The PetroCaribe program is the crown jewel of Haitian-Venezuelan cooperation. Everything is put into it. Everything depends on it. In the face of a true boycott of Haitian public power promoted by the so-called Group of Friends of Haiti, the resources made available by the PetroCaribe program represented, in 2013, 94% of the investment capacity of the Haitian state.[7]
Most of the beneficiary countries – as with Haiti – do not include the resources from the PetroCaribe program in the national budget, preventing legal and accounting oversight. This situation generates distrust and criticism, both domestic and foreign, due to the lack of transparency in using them.
Far beyond its results, the philosophy on which the Venezuelan cooperation is based contrasts with that of the developed countries. The energetic Pedro Antonio Canino Gonzalez, Venezuelan ambassador in Port-au-Prince since 2007, highlights the principles that guide the actions of the ALBA countries in Haiti:
“We did not come to carry out an electoral campaign in Haiti. Why would we make spurious commitments? Venezuela’s assistance aims to attenuate the Haitian people’s misery without any strings attached. My government isn’t even interested in the Haitian Republic’s diplomatic relations with other countries, including the U.S. This is a prerogative of the Haitian authorities, who are free to have relations with whomever they wish.” [8]
This is the exact opposite of the long and constantly increasing list of conditionalities that characterizes the cooperation offered by the west. With disregard for national idiosyncrasies, the idea of democracy is used as a screen to camouflage their own national interests.
The United States and its allies in Haiti should pay attention to the lessons of the young Venezuelan cooperation because, in addition to respect for the public institutions of the host state, as a current Haitian leader bluntly states, “Friendship with a country as poor and with as many needs as Haiti isn’t measured in the number of years of domination, but in how many millions are on the table.“[9]

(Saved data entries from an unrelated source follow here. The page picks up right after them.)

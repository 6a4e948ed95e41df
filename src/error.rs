//! Error types.
//!
//! Unschedulable requests are not errors; they are recorded as
//! [`Diagnostic`](crate::models::Diagnostic)s on the enrollment. The
//! variants here cover broken preconditions on the input data and bad
//! configuration, which abort a run.

use thiserror::Error;

use crate::validation::ValidationError;

/// Errors raised while building a catalog or running the assigner.
#[derive(Error, Debug, Clone, PartialEq)]
pub enum EnrollError {
    #[error("duplicate course id: {0}")]
    DuplicateCourse(String),
    #[error("duplicate offering id: {0}")]
    DuplicateOffering(String),
    #[error("unknown course '{course_id}' referenced by {referenced_by}")]
    UnknownCourse {
        course_id: String,
        referenced_by: String,
    },
    #[error("unknown offering '{offering_id}' referenced by a period row")]
    UnknownOffering { offering_id: String },
    #[error("offering picker returned index {index} for {len} eligible offerings")]
    PickOutOfRange { index: usize, len: usize },
    #[error("invalid assigner config: {0}")]
    InvalidConfig(String),
    #[error("input failed validation with {} error(s)", .0.len())]
    Invalid(Vec<ValidationError>),
}
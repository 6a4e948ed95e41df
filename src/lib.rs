//! Student sectioning for the U-Engine ecosystem.
//!
//! Places students into sections (offerings) of the courses they request
//! so that no student sits in two sections that share a class period.
//! Placement is a greedy heuristic: requests for scarce courses are
//! resolved first, and each request takes one of the sections still free
//! for that student, chosen uniformly at random. A request with no free
//! section is dropped with a diagnostic; the run continues.
//!
//! # Modules
//!
//! - **`models`**: Domain types — `Course`, `Offering`, `OfferingPeriod`,
//!   `CourseRequest`, `Assignment`, `Diagnostic`, `Enrollment`
//! - **`catalog`**: Indexed view of the static inputs
//! - **`validation`**: Input integrity checks (duplicates, dangling refs, ranges)
//! - **`ordering`**: Stable multi-pass request ordering
//! - **`conflict`**: Conflict keys, per-student commitments, enrollment audit
//! - **`assigner`**: The greedy assigner, offering pickers, and metrics
//!
//! # Example
//!
//! ```
//! use u_enroll::assigner::{AssignerConfig, GreedyAssigner};
//! use u_enroll::catalog::Catalog;
//! use u_enroll::models::{Course, CourseRequest, Offering, OfferingPeriod, Weekday};
//!
//! let catalog = Catalog::build(
//!     vec![Course::new("MATH").with_periods_per_week(5), Course::new("BIO")],
//!     vec![
//!         Offering::new("MATH-1", "MATH"),
//!         Offering::new("MATH-2", "MATH").with_section(2),
//!         Offering::new("BIO-1", "BIO"),
//!     ],
//!     vec![
//!         OfferingPeriod::new("MATH-1", 1, Weekday::Monday),
//!         OfferingPeriod::new("MATH-2", 2, Weekday::Monday),
//!         OfferingPeriod::new("BIO-1", 1, Weekday::Monday),
//!     ],
//! ).unwrap();
//! let requests = vec![CourseRequest::new("ann", "MATH"), CourseRequest::new("ann", "BIO")];
//!
//! let enrollment = GreedyAssigner::new()
//!     .with_config(AssignerConfig::default().with_seed(7))
//!     .assign(&requests, &catalog)
//!     .unwrap();
//!
//! // BIO has one section, so it is placed first and MATH avoids period 1.
//! assert!(enrollment.is_complete());
//! assert_eq!(enrollment.offerings_of("ann"), vec!["BIO-1", "MATH-2"]);
//! ```

pub mod assigner;
pub mod catalog;
pub mod conflict;
pub mod error;
pub mod models;
pub mod ordering;
pub mod validation;

pub use error::EnrollError;
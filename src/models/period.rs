//! Weekly meeting period model.
//!
//! An offering occupies a set of periods. Each row names a period id
//! (the atomic weekly time slot), the day it falls on, and optionally
//! the room. Under the default conflict policy only the period id takes
//! part in conflict detection; day and room are descriptive.

use serde::{Deserialize, Serialize};
use std::fmt;
use std::str::FromStr;

/// Day of the school week.
#[derive(Debug, Clone, Copy, PartialEq, Eq, PartialOrd, Ord, Hash, Serialize, Deserialize)]
pub enum Weekday {
    Monday,
    Tuesday,
    Wednesday,
    Thursday,
    Friday,
    Saturday,
    Sunday,
}

impl Weekday {
    /// All days, Monday first.
    pub const ALL: [Weekday; 7] = [
        Weekday::Monday,
        Weekday::Tuesday,
        Weekday::Wednesday,
        Weekday::Thursday,
        Weekday::Friday,
        Weekday::Saturday,
        Weekday::Sunday,
    ];

    /// English day name.
    pub fn name(&self) -> &'static str {
        match self {
            Weekday::Monday => "Monday",
            Weekday::Tuesday => "Tuesday",
            Weekday::Wednesday => "Wednesday",
            Weekday::Thursday => "Thursday",
            Weekday::Friday => "Friday",
            Weekday::Saturday => "Saturday",
            Weekday::Sunday => "Sunday",
        }
    }
}

impl fmt::Display for Weekday {
    fn fmt(&self, f: &mut fmt::Formatter<'_>) -> fmt::Result {
        f.write_str(self.name())
    }
}

/// Error returned when a day name is not recognised.
#[derive(Debug, Clone, PartialEq, Eq, thiserror::Error)]
#[error("invalid day of week: {0:?}")]
pub struct ParseWeekdayError(pub String);

impl FromStr for Weekday {
    type Err = ParseWeekdayError;

    /// Parses a full English day name, case-insensitively.
    fn from_str(s: &str) -> Result<Self, Self::Err> {
        let trimmed = s.trim();
        Weekday::ALL
            .into_iter()
            .find(|d| d.name().eq_ignore_ascii_case(trimmed))
            .ok_or_else(|| ParseWeekdayError(s.to_string()))
    }
}

/// One weekly meeting of an offering.
#[derive(Debug, Clone, PartialEq, Eq, Serialize, Deserialize)]
pub struct OfferingPeriod {
    /// Offering that meets in this period.
    pub offering_id: String,
    /// Period identifier; the conflict key.
    pub period_id: u32,
    /// Day the period falls on.
    pub day: Weekday,
    /// Room, if known.
    pub room: Option<String>,
}

impl OfferingPeriod {
    /// Creates a period row without a room.
    pub fn new(offering_id: impl Into<String>, period_id: u32, day: Weekday) -> Self {
        Self {
            offering_id: offering_id.into(),
            period_id,
            day,
            room: None,
        }
    }

    /// Sets the room.
    pub fn with_room(mut self, room: impl Into<String>) -> Self {
        self.room = Some(room.into());
        self
    }
}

Although the PetroCaribe program is based on an anti-imperialist and liberationist discourse to mark a break between Monroe and Bolivar, it is, in fact, a counter model to traditional development aid from the developed countries and international organizations. In the universe of the international cooperation provided to Haiti, Venezuela constitutes an exception, being the only one that provides, regularly, financial resources directly to the Haitian state.[10]
Q: You describe a “Core Group” who you say had decided who the next president of Haiti would be before the elections even took place. Who is in this Core Group, and what else can you tell us about them? What other kinds of decisions do they make for Haiti?
RS: On Sunday, November 28, 2010 [election day], when visiting a voting center in the city of Léogane, at around 8:30 am, Mulet reiterated in interviews with radio and TV stations that everything was going normally, in spite of timely complaints by some voters who could not find their names in the list of the voting station where, as they thought, they were supposed to vote. According to Mulet,
“In general everything is going well, everything is peaceful. I see a great passion of citizens and from citizens for democracy in this country. MINUSTAH is here. There is no reason to be frightened. It’s an electoral celebration. There are some small administrative problems, but no big problem that is going to reduce participation.” [11]
Only four hours after these statements, Mulet covened the Core Group for an urgent meeting in view of an alleged crisis. Before the gathering started he confided in me, with some concern, in a natural and calm way, as if what he was about to tell me was in the order of things, that:
“I just finished talking on the phone with Préval informing him that an airplane would be at his disposal to leave the country. In 48 hours, at the latest – that is, until Tuesday, the 30th – Prevál will have to leave the presidency and abandon Haiti.”
I don’t know how I managed to hide my indignant surprise in the face of such an absurdity. I kept calm, hiding behind a false sense of casualness, in order to find out what had been Préval’s reaction. Mulet responded: “President Préval says he is not Aristide, but that he is Salvador Allende.” [12]
And, sounding disheartened, Mulet concluded, in Spanish: “Ricardo, we are not doing very well.”
When Bellerive arrived at the meeting he asked directly, without beating about the bush, bluntly: “I would like to know whether President Prevál’s mandate is on the negotiation table? Yes or no?”
He looked across the room at his audience, who remained in silence. A heavy and very long silence. Glances met. It was a moment of extreme seriousness. Well beyond the fate of the then-president, the response was going to be decisive, both for the future of Haiti and for the integrity of MINUSTAH.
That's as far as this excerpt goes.